The Boy Who Met A Whale by Nizrana Fook (Nosy Crow)
When Razi and his sister Shifa find Zheng all alone on a fishing boat, he tells them tales of missing treasure, sea monsters and evil villains. To find out if his stories are true, they must all run away to sea. This is a beautifully written, captivating story full of adventure.
Stick Boy by Paul Coomey (Little Tiger)
Stick Boy lives in a 3D world. When his family move to Little Town, starting at a new school is the least of his problems, there is also an evil plot to uncover. With illustrations throughout and plenty of humour, this is ideal for middle grade readers.
Front Desk by Kelly Yang (Knights Of)
Ten year old Mia and her parents arrived in America with only $200 in their pockets in search of a better life. When they end up running a motel, Mia has to juggle running the front desk, with the pressures of school and her dreams of being a writer. Inspired by the author’s childhood, this is a powerful story about community, hard work and following your dreams.
Uki and the Swamp Spirit by Kieran Larwood (Faber & Faber)
After defeating Valkus, Uki and his friends still have two more spirits to find and capture. This is the fifth fantasy book set in the world of Podkin One-Ear written by bestselling author and winner of the Blue Peter Best Story Book Award.
The Touch Book by Nicola Edwards and Thomas Elliot (Little Tiger)
With ten different textures for tiny hands to touch and explore, this sensory book is perfect for very young readers.
Climate Emergency Atlas (DK)
With a mixture of illustrations and photographs throughout, this atlas is packed full of information about how climate change is affecting countries around the world and has suggestions for changes that can be made.
Black and British: A Short, Essential History by David Olusoga (Macmillan Children’s Books)

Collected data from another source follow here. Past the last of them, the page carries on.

// ==========================================
// 订单履约后台 - 操作日志数据仓储
// ==========================================
// 用途: 行变更审计（谁、何时、对哪些行、做了什么）
// 约束: 写入失败由调用方降级为 warn!，不影响业务操作
// ==========================================

mod core;
mod queries;


pub use core::ActionLogRepository;
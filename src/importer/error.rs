// ==========================================
// 订单履约后台 - 导入模块错误类型
// ==========================================
// 工具: thiserror 派生宏
// ==========================================

use thiserror::Error;

/// 导入模块错误类型
#[derive(Error, Debug)]
pub enum ImportError {
    // ===== 文件相关错误 =====
    #[error("文件不存在: {0}")]
    FileNotFound(String),

    #[error("文件格式不支持: {0}（仅支持 .xlsx/.xls/.csv）")]
    UnsupportedFormat(String),

    #[error("文件读取失败: {0}")]
    FileReadError(String),

    #[error("Excel 解析失败: {0}")]
    ExcelParseError(String),

    #[error("CSV 解析失败: {0}")]
    CsvParseError(String),

    #[error("表格无数据行: {0}")]
    EmptySheet(String),

    // ===== 表头/映射错误 =====
    #[error("未找到表头行（扫描前 {scanned} 行）")]
    HeaderRowNotFound { scanned: usize },

    #[error("缺少必需列: {0}")]
    MissingRequiredColumn(String),

    // ===== 数据库错误 =====
    #[error("数据库写入失败: {0}")]
    DatabaseError(String),

    // ===== 通用错误 =====
    #[error(transparent)]
    Other(#[from] anyhow::Error),
}

impl From<std::io::Error> for ImportError {
    fn from(err: std::io::Error) -> Self {
        ImportError::FileReadError(err.to_string())
    }
}

impl From<csv::Error> for ImportError {
    fn from(err: csv::Error) -> Self {
        ImportError::CsvParseError(err.to_string())
    }
}

impl From<calamine::Error> for ImportError {
    fn from(err: calamine::Error) -> Self {
        ImportError::ExcelParseError(err.to_string())
    }
}

impl From<crate::repository::RepositoryError> for ImportError {
    fn from(err: crate::repository::RepositoryError) -> Self {
        ImportError::DatabaseError(err.to_string())
    }
}

/// Result 类型别名
pub type ImportResult<T> = Result<T, ImportError>;
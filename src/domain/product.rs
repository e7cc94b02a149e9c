// ==========================================
// 订单履约后台 - 商品领域模型
// ==========================================
// 职责: 商品目录记录、显示名派生、映射负载生成
// 约束: code 不全局唯一，(name, code, carrier_type) 三元组唯一
// ==========================================

use crate::domain::order_row::{field_keys, FieldMap, FieldValue};
use crate::domain::types::TenantId;
use chrono::NaiveDateTime;
use serde::{Deserialize, Serialize};

// ==========================================
// Product - 商品目录
// ==========================================
#[derive(Debug, Clone, Serialize, Deserialize)]
pub struct Product {
    pub id: i64,
    pub tenant_id: TenantId,
    pub code: String,                     // 映射编码
    pub name: String,                     // 商品名
    pub marketplace_name: Option<String>, // 电商整合工具中的商品名（可选）
    pub sale_price: Option<f64>,
    pub vendor_name: Option<String>,      // 采购供应商名
    pub carrier_type: Option<String>,     // 配送类型（如 택배/직배송）
    pub package_count: Option<i64>,       // 合包数量
    pub tax_type: Option<String>,         // 课税类型
    pub category: Option<String>,
    pub postage_fee: Option<f64>,         // 运费
    pub carrier_company: Option<String>,  // 默认承运商
    pub created_at: NaiveDateTime,
}

impl Product {
    /// 显示名：优先使用非空的电商整合工具商品名
    pub fn display_name(&self) -> &str {
        match self.marketplace_name.as_deref().map(str::trim) {
            Some(name) if !name.is_empty() => name,
            _ => &self.name,
        }
    }

    pub fn has_marketplace_name(&self) -> bool {
        self.marketplace_name
            .as_deref()
            .map(|s| !s.trim().is_empty())
            .unwrap_or(false)
    }

    /// 生成映射负载（写入订单行的字段）
    pub fn to_mapping(&self) -> ProductMapping {
        ProductMapping {
            product_id: Some(self.id),
            code: self.code.clone(),
            carrier_type: self.carrier_type.clone(),
            package_count: self.package_count,
            sale_price: self.sale_price,
            carrier_company: self.carrier_company.clone(),
            postage_fee: self.postage_fee,
            vendor_name: self.vendor_name.clone(),
            mapped_product_name: Some(self.display_name().to_string()),
            extra: FieldMap::new(),
        }
    }
}

/// 新商品（id 由存储分配）
#[derive(Debug, Clone, Default, Serialize, Deserialize)]
pub struct NewProduct {
    pub code: String,
    pub name: String,
    pub marketplace_name: Option<String>,
    pub sale_price: Option<f64>,
    pub vendor_name: Option<String>,
    pub carrier_type: Option<String>,
    pub package_count: Option<i64>,
    pub tax_type: Option<String>,
    pub category: Option<String>,
    pub postage_fee: Option<f64>,
    pub carrier_company: Option<String>,
}

// ==========================================
// ProductMapping - 编码映射负载
// ==========================================
// 红线: 负载写入订单行时不得覆盖行自身的 productName（客户原始输入）
#[derive(Debug, Clone, Default, Serialize, Deserialize)]
pub struct ProductMapping {
    pub product_id: Option<i64>,
    pub code: String,
    pub carrier_type: Option<String>,
    pub package_count: Option<i64>,
    pub sale_price: Option<f64>,
    pub carrier_company: Option<String>,
    pub postage_fee: Option<f64>,
    pub vendor_name: Option<String>,
    pub mapped_product_name: Option<String>,
    /// 额外字段（原样写入）
    #[serde(default)]
    pub extra: FieldMap,
}

impl ProductMapping {
    /// 转为字段补丁；productName 永远不在补丁中
    pub fn to_patch(&self) -> FieldMap {
        let mut patch = self.extra.clone();
        patch.insert(field_keys::MAPPING_CODE, self.code.clone());
        if let Some(id) = self.product_id {
            patch.insert(field_keys::PRODUCT_ID, id);
        }
        let optional: [(&str, FieldValue); 7] = [
            (field_keys::CARRIER_TYPE, self.carrier_type.clone().into()),
            (field_keys::PACKAGE_COUNT, self.package_count.into()),
            (field_keys::SALE_PRICE, self.sale_price.into()),
            (field_keys::CARRIER, self.carrier_company.clone().into()),
            (field_keys::POSTAGE_FEE, self.postage_fee.into()),
            (field_keys::VENDOR_NAME, self.vendor_name.clone().into()),
            (
                field_keys::MAPPED_PRODUCT_NAME,
                self.mapped_product_name.clone().into(),
            ),
        ];
        for (key, value) in optional {
            if !value.is_null() {
                patch.insert(key, value);
            }
        }
        patch.remove(field_keys::PRODUCT_NAME);
        patch
    }
}
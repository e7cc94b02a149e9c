use super::core::ActionLogRepository;
use crate::domain::action_log::ActionLog;
use crate::domain::types::TenantId;
use crate::repository::error::RepositoryResult;
use chrono::NaiveDateTime;
use rusqlite::{params, Result as SqliteResult, Row};

const LOG_COLUMNS: &str =
    "action_id, tenant_id, action_type, action_ts, actor, target_ids, payload_json, detail";

impl ActionLogRepository {
    // ==========================================
    // 查询操作
    // ==========================================

    /// 按 action_id 查询单个日志
    pub fn find_by_id(&self, action_id: &str) -> RepositoryResult<Option<ActionLog>> {
        let conn = self.get_conn()?;

        let mut stmt = conn.prepare(&format!(
            "SELECT {} FROM action_log WHERE action_id = ?",
            LOG_COLUMNS
        ))?;

        match stmt.query_row(params![action_id], map_row) {
            Ok(log) => Ok(Some(log)),
            Err(rusqlite::Error::QueryReturnedNoRows) => Ok(None),
            Err(e) => Err(e.into()),
        }
    }

    /// 查询租户最近的操作日志
    pub fn list_recent(&self, tenant_id: TenantId, limit: usize) -> RepositoryResult<Vec<ActionLog>> {
        let conn = self.get_conn()?;

        let mut stmt = conn.prepare(&format!(
            "SELECT {} FROM action_log WHERE tenant_id = ? ORDER BY action_ts DESC, rowid DESC LIMIT ?",
            LOG_COLUMNS
        ))?;

        let logs = stmt
            .query_map(params![tenant_id, limit as i64], map_row)?
            .collect::<SqliteResult<Vec<_>>>()?;

        Ok(logs)
    }

    /// 查询涉及某订单行的操作日志
    pub fn list_by_target(&self, tenant_id: TenantId, row_id: i64) -> RepositoryResult<Vec<ActionLog>> {
        let conn = self.get_conn()?;

        let mut stmt = conn.prepare(&format!(
            r#"
            SELECT {} FROM action_log
            WHERE tenant_id = ?
              AND EXISTS (SELECT 1 FROM json_each(action_log.target_ids) WHERE json_each.value = ?)
            ORDER BY action_ts DESC, rowid DESC
            "#,
            LOG_COLUMNS
        ))?;

        let logs = stmt
            .query_map(params![tenant_id, row_id], map_row)?
            .collect::<SqliteResult<Vec<_>>>()?;

        Ok(logs)
    }

    /// 按操作类型统计租户日志条数
    pub fn count_by_type(&self, tenant_id: TenantId, action_type: &str) -> RepositoryResult<i64> {
        let conn = self.get_conn()?;
        let count = conn.query_row(
            "SELECT COUNT(*) FROM action_log WHERE tenant_id = ? AND action_type = ?",
            params![tenant_id, action_type],
            |row| row.get(0),
        )?;
        Ok(count)
    }
}

fn map_row(row: &Row<'_>) -> SqliteResult<ActionLog> {
    let ts_raw: String = row.get(3)?;
    let action_ts = NaiveDateTime::parse_from_str(&ts_raw, "%Y-%m-%d %H:%M:%S").map_err(|e| {
        rusqlite::Error::FromSqlConversionFailure(3, rusqlite::types::Type::Text, Box::new(e))
    })?;

    let target_raw: String = row.get(5)?;
    let target_ids: Vec<i64> = serde_json::from_str(&target_raw).unwrap_or_default();

    let payload_raw: Option<String> = row.get(6)?;
    let payload_json = payload_raw.and_then(|s| serde_json::from_str(&s).ok());

    Ok(ActionLog {
        action_id: row.get(0)?,
        tenant_id: row.get(1)?,
        action_type: row.get(2)?,
        action_ts,
        actor: row.get(4)?,
        target_ids,
        payload_json,
        detail: row.get(7)?,
    })
}
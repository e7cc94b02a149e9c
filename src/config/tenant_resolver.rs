// ==========================================
// 订单履约后台 - 默认租户解析
// ==========================================
// 职责: 调用方未显式给出租户时的回退策略（可注入、可关闭）
// 实现: ConfigDefaultTenant（读配置） / StrictTenant（一律拒绝）
// ==========================================

use crate::config::settings::PipelineSettings;
use crate::domain::types::TenantId;

/// 默认租户解析器
pub trait DefaultTenantResolver: Send + Sync {
    /// 返回默认租户；None 表示拒绝回退
    fn default_tenant(&self) -> Option<TenantId>;
}

/// 使用配置项 default_tenant_id 作为回退
#[derive(Debug, Clone, Copy, Default)]
pub struct ConfigDefaultTenant {
    tenant_id: Option<TenantId>,
}

impl ConfigDefaultTenant {
    pub fn new(tenant_id: Option<TenantId>) -> Self {
        Self { tenant_id }
    }

    pub fn from_settings(settings: &PipelineSettings) -> Self {
        Self::new(settings.default_tenant_id)
    }
}

impl DefaultTenantResolver for ConfigDefaultTenant {
    fn default_tenant(&self) -> Option<TenantId> {
        self.tenant_id
    }
}

/// 严格模式：必须显式给出租户
#[derive(Debug, Clone, Copy, Default)]
pub struct StrictTenant;

impl DefaultTenantResolver for StrictTenant {
    fn default_tenant(&self) -> Option<TenantId> {
        None
    }
}

#[cfg(test)]
mod tests {
    use super::*;

    #[test]
    fn test_resolvers() {
        assert_eq!(ConfigDefaultTenant::new(Some(3)).default_tenant(), Some(3));
        assert_eq!(ConfigDefaultTenant::default().default_tenant(), None);
        assert_eq!(StrictTenant.default_tenant(), None);

        let settings = PipelineSettings {
            default_tenant_id: Some(9),
            ..Default::default()
        };
        assert_eq!(ConfigDefaultTenant::from_settings(&settings).default_tenant(), Some(9));
    }
}
// ==========================================
// 订单履约后台 - 仓储层错误类型
// ==========================================
// 工具: thiserror 派生宏
// 分类: 唯一约束 / 外键 / 忙锁 需要从 rusqlite 错误中区分出来，
//       批次编号重试依赖这个分类
// ==========================================

use rusqlite::ErrorCode;
use thiserror::Error;

/// 仓储层错误类型
#[derive(Error, Debug)]
pub enum RepositoryError {
    // ===== 数据库错误 =====
    #[error("记录未找到: {entity} with id={id}")]
    NotFound { entity: String, id: String },

    #[error("数据库连接失败: {0}")]
    DatabaseConnectionError(String),

    #[error("数据库锁获取失败: {0}")]
    LockError(String),

    #[error("数据库繁忙: {0}")]
    DatabaseBusy(String),

    #[error("数据库事务失败: {0}")]
    DatabaseTransactionError(String),

    #[error("数据库查询失败: {0}")]
    DatabaseQueryError(String),

    #[error("唯一约束违反: {0}")]
    UniqueConstraintViolation(String),

    #[error("外键约束违反: {0}")]
    ForeignKeyViolation(String),

    // ===== 并发控制错误 =====
    #[error("重试次数耗尽: operation={operation}, attempts={attempts}, last_error={last_error}")]
    RetryExhausted {
        operation: String,
        attempts: u32,
        last_error: String,
    },

    // ===== 数据质量错误 =====
    #[error("数据验证失败: {0}")]
    ValidationError(String),

    #[error("字段序列化失败: {0}")]
    SerializationError(String),

    // ===== 通用错误 =====
    #[error("内部错误: {0}")]
    InternalError(String),

    #[error(transparent)]
    Other(#[from] anyhow::Error),
}

impl RepositoryError {
    pub fn not_found(entity: &str, id: impl ToString) -> Self {
        RepositoryError::NotFound {
            entity: entity.to_string(),
            id: id.to_string(),
        }
    }

    /// 是否可通过重试解决（编号冲突 / 忙锁）
    pub fn is_retryable(&self) -> bool {
        matches!(
            self,
            RepositoryError::UniqueConstraintViolation(_) | RepositoryError::DatabaseBusy(_)
        )
    }
}

// 实现 From<rusqlite::Error>
impl From<rusqlite::Error> for RepositoryError {
    fn from(err: rusqlite::Error) -> Self {
        match err {
            rusqlite::Error::SqliteFailure(ref e, _)
                if e.code == ErrorCode::DatabaseBusy || e.code == ErrorCode::DatabaseLocked =>
            {
                RepositoryError::DatabaseBusy(err.to_string())
            }
            rusqlite::Error::SqliteFailure(_, Some(msg)) => {
                if msg.contains("UNIQUE") {
                    RepositoryError::UniqueConstraintViolation(msg)
                } else if msg.contains("FOREIGN KEY") {
                    RepositoryError::ForeignKeyViolation(msg)
                } else {
                    RepositoryError::DatabaseQueryError(msg)
                }
            }
            rusqlite::Error::QueryReturnedNoRows => RepositoryError::NotFound {
                entity: "Unknown".to_string(),
                id: "Unknown".to_string(),
            },
            _ => RepositoryError::DatabaseQueryError(err.to_string()),
        }
    }
}

impl From<serde_json::Error> for RepositoryError {
    fn from(err: serde_json::Error) -> Self {
        RepositoryError::SerializationError(err.to_string())
    }
}

/// Result 类型别名
pub type RepositoryResult<T> = Result<T, RepositoryError>;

This book tells the untold history of Black British people from the Roman Africans who guarded Hadrian’s Wall right up to present day. This is an enlightening and fascinating book that every child should read.
Wild City by Ben Hoarde, illustrated by Lucy Rose (Macmillan Children’s Books)
This is a beautifully illustrated book full of facts and information about the wild animals who share our cities all over the world with us.
A mum of two, Naomi Jones spent eight years working for Children’s Publishers in London and is now a children’s author and freelance editor. Her debut picture book, The Perfect Fit, will publish in March 2021.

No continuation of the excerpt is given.